Enable VLIW packing optimizations (currently unused)

return

list[Instruction]

List of instruction bundles, where each bundle is a dict mapping engines to slot lists

perf_takehome.py:51-56

def build(self, slots: list[tuple[Engine, tuple]], vliw: bool = False):
    # Simple slot packing that just uses one slot per instruction bundle
    instrs = []
    for engine, slot in slots:
        instrs.append({engine: [slot]})
    return instrs

add()

Appends a single instruction to the kernel.

engine

Engine

required

The execution engine (“alu”, “load”, “store”, “flow”, or “debug”)

slot

tuple

required

The instruction slot tuple (format depends on engine)

perf_takehome.py:58-59

def add(self, engine, slot):
    self.instrs.append({engine: [slot]})

Example:

kb = KernelBuilder()
kb.add("load", ("const", 0, 42))  # Load constant 42 into scratch[0]
kb.add("alu", ("+", 1, 0, 0))    # scratch[1] = scratch[0] + scratch[0]

alloc_scratch()

Allocates scratch space for variables.

name

str | None

default:"None"

Optional variable name for debugging

length

int

default:"1"

Number of scratch words to allocate (use 8 for vectors)

return

int

The scratch address of the allocated space

perf_takehome.py:61-68

def alloc_scratch(self, name=None, length=1):
    addr = self.scratch_ptr
    if name is not None:
        self.scratch[name] = addr
        self.scratch_debug[addr] = (name, length)
    self.scratch_ptr += length
    assert self.scratch_ptr <= SCRATCH_SIZE, "Out of scratch space"
    return addr

Example:

tmp = kb.alloc_scratch("tmp", 1)      # Allocate scalar
vec = kb.alloc_scratch("vec", 8)      # Allocate vector (VLEN=8)

scratch_const()

Allocates and loads a constant into scratch space with automatic deduplication.

val

int

required

The constant value to load

name

str | None

default:"None"

Optional name for the constant

return

int

Scratch address containing the constant

perf_takehome.py:70-75

def scratch_const(self, val, name=None):
    if val not in self.const_map:
        addr = self.alloc_scratch(name)
        self.add("load", ("const", addr, val))
        self.const_map[val] = addr
    return self.const_map[val]

Constants are automatically deduplicated - calling scratch_const(42) multiple times returns the same address.

build_hash()

Generates instruction slots for the hash function computation.

val_hash_addr

int

required

Scratch address containing value to hash (also stores result)

tmp1

int

required

Scratch address for temporary storage

tmp2

int

required

Scratch address for temporary storage

round

int

required

Current round number (for debug tracing)

int

required

Batch index (for debug tracing)

return

list[tuple]

List of (engine, slot) tuples implementing the hash stages

perf_takehome.py:77-86

def build_hash(self, val_hash_addr, tmp1, tmp2, round, i):
    slots = []

    for hi, (op1, val1, op2, op3, val3) in enumerate(HASH_STAGES):
        slots.append(("alu", (op1, tmp1, val_hash_addr, self.scratch_const(val1))))
        slots.append(("alu", (op3, tmp2, val_hash_addr, self.scratch_const(val3))))
        slots.append(("alu", (op2, val_hash_addr, tmp1, tmp2)))
        slots.append(("debug", ("compare", val_hash_addr, (round, i, "hash_stage", hi))))

    return slots

build_kernel()

This is the main method you’ll optimize for the performance challenge.

Generates the complete kernel for tree traversal.

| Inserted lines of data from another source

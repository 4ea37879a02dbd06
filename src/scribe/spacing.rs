//! Pairwise spacing rules consulted between adjacent tokens
//!
//! The spacing decorator asks this table one question: given the previous
//! token's (kind, text) and the next token's (kind, text), is a separating
//! space mandatory, optional, or forbidden? The table is configuration
//! data, not logic — per-language tables load from YAML files, and the
//! shipped default only covers the pairs that are wrong for any C-family
//! lexer: word-like tokens that would glue into one token, and operator
//! pairs that would lex as a longer operator or a comment opener.

use once_cell::sync::Lazy;
use serde::{Deserialize, Serialize};

use super::token::TokenKind;

/// The answer for one adjacent token pair
#[derive(Debug, Clone, Copy, PartialEq, Eq, Serialize, Deserialize)]
#[serde(rename_all = "snake_case")]
pub enum SpaceRequirement {
    /// A space must separate the pair; the decorator inserts one.
    Mandatory,
    /// Style preference only; the decorator inserts nothing.
    Optional,
    /// No space should be inserted. Exists so a custom table can carve
    /// exceptions out of a broader mandatory rule; explicit spaces
    /// requested by the walker are never removed.
    Forbidden,
}

/// One rule: matchers for the previous and next token, and the requirement
///
/// A `None` matcher accepts anything. Text matchers compare the exact
/// token text.
#[derive(Debug, Clone, PartialEq, Serialize, Deserialize)]
pub struct SpacingRule {
    #[serde(default)]
    pub prev_kind: Option<TokenKind>,
    #[serde(default)]
    pub prev_text: Option<String>,
    #[serde(default)]
    pub next_kind: Option<TokenKind>,
    #[serde(default)]
    pub next_text: Option<String>,
    pub require: SpaceRequirement,
}

impl SpacingRule {
    fn matches(&self, prev_kind: TokenKind, prev_text: &str, next_kind: TokenKind, next_text: &str) -> bool {
        self.prev_kind.map_or(true, |k| k == prev_kind)
            && self.prev_text.as_deref().map_or(true, |t| t == prev_text)
            && self.next_kind.map_or(true, |k| k == next_kind)
            && self.next_text.as_deref().map_or(true, |t| t == next_text)
    }
}

/// An ordered rule table; the first matching rule wins
#[derive(Debug, Clone, PartialEq, Serialize, Deserialize)]
#[serde(transparent)]
pub struct SpacingRules {
    rules: Vec<SpacingRule>,
}

impl SpacingRules {
    /// A table with no explicit rules; only the word-like fallback applies
    pub fn empty() -> Self {
        Self { rules: Vec::new() }
    }

    pub fn new(rules: Vec<SpacingRule>) -> Self {
        Self { rules }
    }

    /// Load a rule table from YAML (a sequence of rules)
    pub fn from_yaml(text: &str) -> Result<Self, serde_yaml::Error> {
        let rules: Vec<SpacingRule> = serde_yaml::from_str(text)?;
        Ok(Self { rules })
    }

    pub fn rules(&self) -> &[SpacingRule] {
        &self.rules
    }

    /// Decide the requirement between two adjacent tokens
    ///
    /// Explicit rules are consulted in order; when none match, two
    /// word-like tokens mandate a space (they would glue otherwise) and
    /// every other pair is optional.
    pub fn lookup(
        &self,
        prev_kind: TokenKind,
        prev_text: &str,
        next_kind: TokenKind,
        next_text: &str,
    ) -> SpaceRequirement {
        for rule in &self.rules {
            if rule.matches(prev_kind, prev_text, next_kind, next_text) {
                return rule.require;
            }
        }
        if prev_kind.is_word_like() && next_kind.is_word_like() {
            SpaceRequirement::Mandatory
        } else {
            SpaceRequirement::Optional
        }
    }
}

impl Default for SpacingRules {
    fn default() -> Self {
        DEFAULT_RULES.clone()
    }
}

fn operator_pair(prev: &str, next: &str) -> SpacingRule {
    SpacingRule {
        prev_kind: Some(TokenKind::Operator),
        prev_text: Some(prev.to_string()),
        next_kind: Some(TokenKind::Operator),
        next_text: Some(next.to_string()),
        require: SpaceRequirement::Mandatory,
    }
}

/// Operator pairs that would lex as one longer operator, or open a comment
static DEFAULT_RULES: Lazy<SpacingRules> = Lazy::new(|| {
    SpacingRules::new(vec![
        operator_pair("-", "-"),
        operator_pair("+", "+"),
        operator_pair("&", "&"),
        operator_pair("|", "|"),
        operator_pair("<", "<"),
        operator_pair(">", ">"),
        operator_pair("=", "="),
        operator_pair("!", "="),
        operator_pair("/", "/"),
        operator_pair("/", "*"),
        operator_pair("*", "/"),
    ])
});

This is the scalar baseline implementation that you’ll optimize.

forest_height

int

required

Height of the binary tree

n_nodes

int

required

Total number of nodes in the tree (2^(height+1) - 1)

batch_size

int

required

Number of parallel traversals

rounds

int

required

Number of traversal rounds to perform

perf_takehome.py:88-174

def build_kernel(
    self, forest_height: int, n_nodes: int, batch_size: int, rounds: int
):
    """
    Like reference_kernel2 but building actual instructions.
    Scalar implementation using only scalar ALU and load/store.
    """
    tmp1 = self.alloc_scratch("tmp1")
    tmp2 = self.alloc_scratch("tmp2")
    tmp3 = self.alloc_scratch("tmp3")
    # Scratch space addresses
    init_vars = [
        "rounds",
        "n_nodes",
        "batch_size",
        "forest_height",
        "forest_values_p",
        "inp_indices_p",
        "inp_values_p",
    ]
    for v in init_vars:
        self.alloc_scratch(v, 1)
    for i, v in enumerate(init_vars):
        self.add("load", ("const", tmp1, i))
        self.add("load", ("load", self.scratch[v], tmp1))

    zero_const = self.scratch_const(0)
    one_const = self.scratch_const(1)
    two_const = self.scratch_const(2)

    self.add("flow", ("pause",))
    self.add("debug", ("comment", "Starting loop"))

    body = []  # array of slots

    # Scalar scratch registers
    tmp_idx = self.alloc_scratch("tmp_idx")
    tmp_val = self.alloc_scratch("tmp_val")
    tmp_node_val = self.alloc_scratch("tmp_node_val")
    tmp_addr = self.alloc_scratch("tmp_addr")

    for round in range(rounds):
        for i in range(batch_size):
            i_const = self.scratch_const(i)
            # idx = mem[inp_indices_p + i]
            body.append(("alu", ("+", tmp_addr, self.scratch["inp_indices_p"], i_const)))
            body.append(("load", ("load", tmp_idx, tmp_addr)))
            body.append(("debug", ("compare", tmp_idx, (round, i, "idx"))))
            # val = mem[inp_values_p + i]
            body.append(("alu", ("+", tmp_addr, self.scratch["inp_values_p"], i_const)))
            body.append(("load", ("load", tmp_val, tmp_addr)))
            body.append(("debug", ("compare", tmp_val, (round, i, "val"))))
            # node_val = mem[forest_values_p + idx]
            body.append(("alu", ("+", tmp_addr, self.scratch["forest_values_p"], tmp_idx)))
            body.append(("load", ("load", tmp_node_val, tmp_addr)))
            body.append(("debug", ("compare", tmp_node_val, (round, i, "node_val"))))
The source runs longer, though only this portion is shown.